WDIDLE3.exe /s300 (for 5 minutes).

That's it. Power down the system and repeat for any WD Green drives you have lying around. Unraid time!

Unraid

Since I saw LinusTechTips' 7 Gamers 1 CPU build I was very interested in unRaid as a storage solution. While I'm still running my Netgear ReadyNAS 4 Ultra at home (running ReadyNAS OS6 while Netgear only provided updates on OS4) I have wanted to own a machine like this. Docker on the ReadyNAS wouldn't work (because I believe the kernel was too old, not sure if that is still the case since they migrated to Jessie in the latest firmware update) but on unRaid the sky is the limit as VM's, Docker and plugins can all be used out of the box. There is a very active community providing solutions to run Plex Media Server, Resilio Sync, CouchPotato, SabNZBD and many more tools for media management. As we use Resilio Sync at work I decided to install that. 

Note that the basic license for unRaid allows a maximum of 6 internal drives (== SATA) while the MicroServer only has 5 SATA ports (the fifth port is for the optical drive). The USB drive does not count towards the number of drives. Unless you're planning on adding a SAS card and an external storage enclosure you'll be fine with a basic license. And if you're not, you probably weren't planning on keeping the budget low anyway.

Photo from a review on tweakers.net
(dutch)

Power consumption

While I've read different thing about the Gen8 Micro I've not been able to measure the power consumption yet. Hopefully I'll be able to report on that soon.

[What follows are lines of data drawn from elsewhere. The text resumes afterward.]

#[tokio::test]
async fn diff_denied_by_network_leaves_read_budget_untouched() {
    let policy = r#"
version: 1
scope:
  fs:
    allow: ["./src"]
limits:
  tokens_per_session: 100000
  files_read_per_minute: 1
  bytes_read_per_minute: 10485760
"#;
    let dir = tempdir().unwrap();
    fs::create_dir_all(dir.path().join("src")).unwrap();
    fs::write(dir.path().join("src/lib.rs"), "fn a() {}\n").unwrap();
    fs::write(dir.path().join("policy.yaml"), policy).unwrap();
    let config = RuntimeConfig::for_project(dir.path());
    let document = PolicyDocument::load(&config.policy_path).unwrap();
    let mut registry = ProviderRegistry::new();
    registry.register(Arc::new(Remote), BreakerConfig::default());
    let ledger = SessionLedger::open(&config.ledger_db).unwrap();
    let ctx = RuntimeContext::assemble(config, Some(document), registry, ledger).unwrap();
    ctx.start().unwrap();

    let resp = dispatch(
        &ctx,
        RequestEnvelope::new(Command::Diff)
            .with_arg("file", "src/lib.rs")
            .with_arg("task", "rename"),
    )
    .await;
    assert_eq!(error_code(&resp), ErrorCode::PolicyDenied);

    // The single read allowed per minute is still available.
    let enforcer = ctx.enforcer.as_ref().unwrap();
    assert!(enforcer.check_file_read_limit(1).allowed);
}

/// A provider hosted somewhere the policy does not allow.
struct Remote;

#[async_trait]
impl LlmProvider for Remote {
    fn name(&self) -> &str {
        "remote"
    }

    async fn complete(&self, _: &str, _: &CompletionOptions) -> Result<String, ProviderError> {
        Ok("fn a() {}\n".into())
    }

    async fn health_check(&self) -> bool {
        true
    }

    fn endpoint_host(&self) -> Option<String> {
        Some("llm.example.com".into())
    }
}

#[tokio::test]
async fn permissive_mode_without_policy() {
    let h = Harness::new(None);
    assert!(h.ctx.enforcer.is_none());

    let who = h
        .send(RequestEnvelope::new(Command::Whoami).with_arg("policy_trace", true))
        .await;
    assert_eq!(result(&who)["policy_hash"], NO_POLICY_HASH);
    assert_eq!(result(&who)["identity"]["sub"], "local");

    let resp = h
        .send(
            RequestEnvelope::new(Command::Apply)
                .with_arg("file", "notes/todo.md")
                .with_arg("content", "x"),
        )
        .await;
    assert!(resp.is_ok());
    assert!(h.path("notes/todo.md").exists());

    let validate = h.send(RequestEnvelope::new(Command::Validate)).await;
    assert_eq!(
        result(&validate)["policy_trace"]["effective_hash"],
        NO_POLICY_HASH
    );
}

#[tokio::test]
async fn whoami_trace_reports_sample_decisions() {
    let h = Harness::new(Some(POLICY));
    let resp = h
        .send(RequestEnvelope::new(Command::Whoami).with_arg("policy_trace", true))
        .await;
    let decisions = result(&resp)["policy_trace"]["decisions"]
        .as_array()
        .unwrap()
        .clone();
    assert_eq!(decisions.len(), 2);
    assert_eq!(decisions[0]["action"], "exec");
    assert_eq!(decisions[0]["decision"], "deny");
    assert_eq!(decisions[1]["action"], "network");
    assert_eq!(decisions[1]["decision"], "deny");
}

#[tokio::test]
async fn search_skips_denied_files() {
    let h = Harness::new(Some(POLICY));
    fs::create_dir_all(h.path("src/secrets")).unwrap();
    fs::write(h.path("src/lib.rs"), "pub struct Cache;\n").unwrap();
    fs::write(h.path("src/secrets/keys.rs"), "// cache key\n").unwrap();

    let resp = h
        .send(RequestEnvelope::new(Command::Search).with_arg("q", "CACHE"))
        .await;
    let found = result(&resp);
    let matches = found["matches"].as_array().unwrap();
    assert_eq!(matches.len(), 1);
    assert_eq!(matches[0]["file"], "src/lib.rs");
    assert_eq!(matches[0]["line"], 1);

    let semantic = h
        .send(
            RequestEnvelope::new(Command::Search)
                .with_arg("q", "cache")
                .with_arg("semantic", true),
        )
        .await;
    assert_eq!(
        result(&semantic)["note"],
        "semantic unavailable; used text fallback"
    );
}

#[tokio::test]
async fn index_lists_only_visible_files() {
    let h = Harness::new(Some(POLICY));
    fs::create_dir_all(h.path("src/secrets")).unwrap();
    fs::write(h.path("src/lib.rs"), "").unwrap();
    fs::write(h.path("src/secrets/k.rs"), "").unwrap();
    fs::write(h.path("README.md"), "").unwrap();

    let resp = h
        .send(RequestEnvelope::new(Command::Index).with_arg("vectors", true))
        .await;
    let index = result(&resp);
    assert_eq!(index["indexed_files"], 1);
    assert_eq!(index["files"], json!(["src/lib.rs"]));
    assert!(index["vectors"]["error"].is_string());
}

#[tokio::test]
async fn plan_and_diff_with_mock_provider() {
    let h = Harness::new(Some(POLICY));
    fs::write(h.path("src/a.rs"), "fn a() {}\n").unwrap();

    let plan = h
        .send(RequestEnvelope::new(Command::Plan).with_arg("task", "add caching"))
        .await;
    let plan = result(&plan);
    assert_eq!(plan["provider"], "mock");
    assert!(!plan["plan_steps"].as_array().unwrap().is_empty());

    let diff = h
        .send(
            RequestEnvelope::new(Command::Diff)
                .with_arg("file", "src/a.rs")
                .with_arg("task", "add caching"),
        )
        .await;
    let diff = result(&diff);
    assert_eq!(diff["has_changes"], false);
    assert_eq!(diff["new_content"], "fn a() {}\n");
}

#[tokio::test]
async fn provider_failure_falls_back() {
    let h = Harness::with_failing_provider();
    fs::write(h.path("src/a.rs"), "fn a() {}\n").unwrap();

    let plan = h
        .send(RequestEnvelope::new(Command::Plan).with_arg("task", "t"))
        .await;
    let plan = result(&plan);
    assert_eq!(plan["confidence"], "low");
    assert_eq!(
        plan["provider_error"]["code"],
        ErrorCode::ProviderUnavailable.as_u16()
    );

    let diff = h
        .send(
            RequestEnvelope::new(Command::Diff)
                .with_arg("file", "src/a.rs")
                .with_arg("task", "t"),
        )
        .await;
    assert_eq!(result(&diff)["has_changes"], false);
    assert!(result(&diff)["provider_error"].is_object());
}

#[tokio::test]
async fn unknown_provider_is_an_error() {
    let h = Harness::new(Some(POLICY));
    let resp = h
        .send(
            RequestEnvelope::new(Command::Plan)
                .with_arg("task", "t")
                .with_arg("model", "nope"),
        )
        .await;
    assert_eq!(error_code(&resp), ErrorCode::ProviderUnavailable);
}

#[tokio::test]
async fn token_budget_is_enforced_before_the_provider() {
    let h = Harness::new(Some(POLICY));
    let resp = h
        .send(
            RequestEnvelope::new(Command::Plan)
                .with_arg("task", "t")
                .with_arg("max_tokens", 150000),
        )
        .await;
    assert_eq!(error_code(&resp), ErrorCode::PolicyLimitExceeded);
    assert_eq!(h.ctx.enforcer.as_ref().unwrap().tokens_used(), 0);
}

Upgrades (and potential for win)

The Gen8 Microserver has a regular desktop-formfactor Intel CPU on board in socket 1155. While the CPU has a TDP of just 35 watts, many people have retrofitted their Gen8 with beefier CPU's. This is one of the cheapest ways to create a powerful, compact and mostly silent reliable server for a small company or for media streaming. Especially if you have a few drives lying around, this project (including CPU upgrade, SSD cache disk and unRaid license but excluding HDD's) would set you back around €420. Sounds like a sweet deal to me! But even without the CPU upgrade it's a great deal. Let me know what you think!